Task goal
Write the records out once more, so that nothing differs from the original.

Data provided
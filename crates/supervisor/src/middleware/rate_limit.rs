//! Per-user token-bucket rate limiting with continuous refill.
//!
//! One map-wide lock guards all buckets; the critical section is a few
//! arithmetic operations, so finer granularity buys nothing here.

use std::collections::HashMap;
use std::time::{Duration, Instant};

use async_trait::async_trait;
use parking_lot::Mutex;

use mb_dispatch::{Middleware, Next, RequestContext};
use mb_domain::Result;
use mb_telegram::Update;

/// Buckets idle longer than this are evicted; the sweep itself runs at
/// the same cadence.
const CLEANUP_INTERVAL: Duration = Duration::from_secs(300);

struct Bucket {
    tokens: f64,
    last_update: Instant,
    /// One notice per refill cycle; reset on the next admit.
    warned: bool,
}

struct Buckets {
    by_user: HashMap<i64, Bucket>,
    last_cleanup: Instant,
}

#[derive(Debug, PartialEq, Eq)]
enum Admission {
    Admitted,
    Dropped { notify: bool },
}

pub struct RateLimitMiddleware {
    /// Tokens per second.
    rate: f64,
    burst: u32,
    notify_user: bool,
    buckets: Mutex<Buckets>,
}

impl RateLimitMiddleware {
    /// `rate_per_min` requests per minute, `burst` immediate capacity.
    pub fn new(rate_per_min: u32, burst: u32, notify_user: bool) -> Self {
        Self {
            rate: f64::from(rate_per_min) / 60.0,
            burst,
            notify_user,
            buckets: Mutex::new(Buckets {
                by_user: HashMap::new(),
                last_cleanup: Instant::now(),
            }),
        }
    }

    fn try_admit(&self, user_id: i64, now: Instant) -> Admission {
        let mut buckets = self.buckets.lock();

        if now.duration_since(buckets.last_cleanup) >= CLEANUP_INTERVAL {
            buckets
                .by_user
                .retain(|_, b| now.duration_since(b.last_update) < CLEANUP_INTERVAL);
            buckets.last_cleanup = now;
        }

        let burst = f64::from(self.burst);
        let bucket = buckets.by_user.entry(user_id).or_insert(Bucket {
            tokens: burst,
            last_update: now,
            warned: false,
        });

        let elapsed = now.duration_since(bucket.last_update).as_secs_f64();
        bucket.tokens = burst.min(bucket.tokens + elapsed * self.rate);
        bucket.last_update = now;

        if bucket.tokens >= 1.0 {
            bucket.tokens -= 1.0;
            bucket.warned = false;
            Admission::Admitted
        } else {
            let notify = !bucket.warned;
            bucket.warned = true;
            Admission::Dropped { notify }
        }
    }
}

#[async_trait]
impl Middleware for RateLimitMiddleware {
    async fn handle(
        &self,
        update: &Update,
        ctx: &mut RequestContext,
        next: Next<'_>,
    ) -> Result<()> {
        let Some(user_id) = ctx.user_id else {
            return next.run(update, ctx).await;
        };

        match self.try_admit(user_id, Instant::now()) {
            Admission::Admitted => next.run(update, ctx).await,
            Admission::Dropped { notify } => {
                tracing::warn!(bot_id = %ctx.bot_id, user_id, "rate limited, dropping update");
                if notify && self.notify_user {
                    if let Err(e) = ctx
                        .reply("You're sending messages too fast. Please wait a moment.")
                        .await
                    {
                        tracing::debug!(error = %e, "rate-limit notice failed");
                    }
                }
                Ok(())
            }
        }
    }
}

Answer below
filename crates/supervisor/src/middleware/rate_limit.rs
//! Per-user token-bucket rate limiting with continuous refill.
//!
//! One map-wide lock guards all buckets; the critical section is a few
//! arithmetic operations, so finer granularity buys nothing here.

use std::collections::HashMap;
use std::time::{Duration, Instant};

use async_trait::async_trait;
use parking_lot::Mutex;

use mb_dispatch::{Middleware, Next, RequestContext};
use mb_domain::Result;
use mb_telegram::Update;

/// Buckets idle longer than this are evicted; the sweep itself runs at
/// the same cadence.
const CLEANUP_INTERVAL: Duration = Duration::from_secs(300);

struct Bucket {
    tokens: f64,
    last_update: Instant,
    /// One notice per refill cycle; reset on the next admit.
    warned: bool,
}

struct Buckets {
    by_user: HashMap<i64, Bucket>,
    last_cleanup: Instant,
}

#[derive(Debug, PartialEq, Eq)]
enum Admission {
    Admitted,
    Dropped { notify: bool },
}

pub struct RateLimitMiddleware {
    /// Tokens per second.
    rate: f64,
    burst: u32,
    notify_user: bool,
    buckets: Mutex<Buckets>,
}

impl RateLimitMiddleware {
    /// `rate_per_min` requests per minute, `burst` immediate capacity.
    pub fn new(rate_per_min: u32, burst: u32, notify_user: bool) -> Self {
        Self {
            rate: f64::from(rate_per_min) / 60.0,
            burst,
            notify_user,
            buckets: Mutex::new(Buckets {
                by_user: HashMap::new(),
                last_cleanup: Instant::now(),
            }),
        }
    }

    fn try_admit(&self, user_id: i64, now: Instant) -> Admission {
        let mut buckets = self.buckets.lock();

        if now.duration_since(buckets.last_cleanup) >= CLEANUP_INTERVAL {
            buckets
                .by_user
                .retain(|_, b| now.duration_since(b.last_update) < CLEANUP_INTERVAL);
            buckets.last_cleanup = now;
        }

        let burst = f64::from(self.burst);
        let bucket = buckets.by_user.entry(user_id).or_insert(Bucket {
            tokens: burst,
            last_update: now,
            warned: false,
        });

        let elapsed = now.duration_since(bucket.last_update).as_secs_f64();
        bucket.tokens = burst.min(bucket.tokens + elapsed * self.rate);
        bucket.last_update = now;

        if bucket.tokens >= 1.0 {
            bucket.tokens -= 1.0;
            bucket.warned = false;
            Admission::Admitted
        } else {
            let notify = !bucket.warned;
            bucket.warned = true;
            Admission::Dropped { notify }
        }
    }
}

#[async_trait]
impl Middleware for RateLimitMiddleware {
    async fn handle(
        &self,
        update: &Update,
        ctx: &mut RequestContext,
        next: Next<'_>,
    ) -> Result<()> {
        let Some(user_id) = ctx.user_id else {
            return next.run(update, ctx).await;
        };

        match self.try_admit(user_id, Instant::now()) {
            Admission::Admitted => next.run(update, ctx).await,
            Admission::Dropped { notify } => {
                tracing::warn!(bot_id = %ctx.bot_id, user_id, "rate limited, dropping update");
                if notify && self.notify_user {
                    if let Err(e) = ctx
                        .reply("You're sending messages too fast. Please wait a moment.")
                        .await
                    {
                        tracing::debug!(error = %e, "rate-limit notice failed");
                    }
                }
                Ok(())
            }
        }
    }
}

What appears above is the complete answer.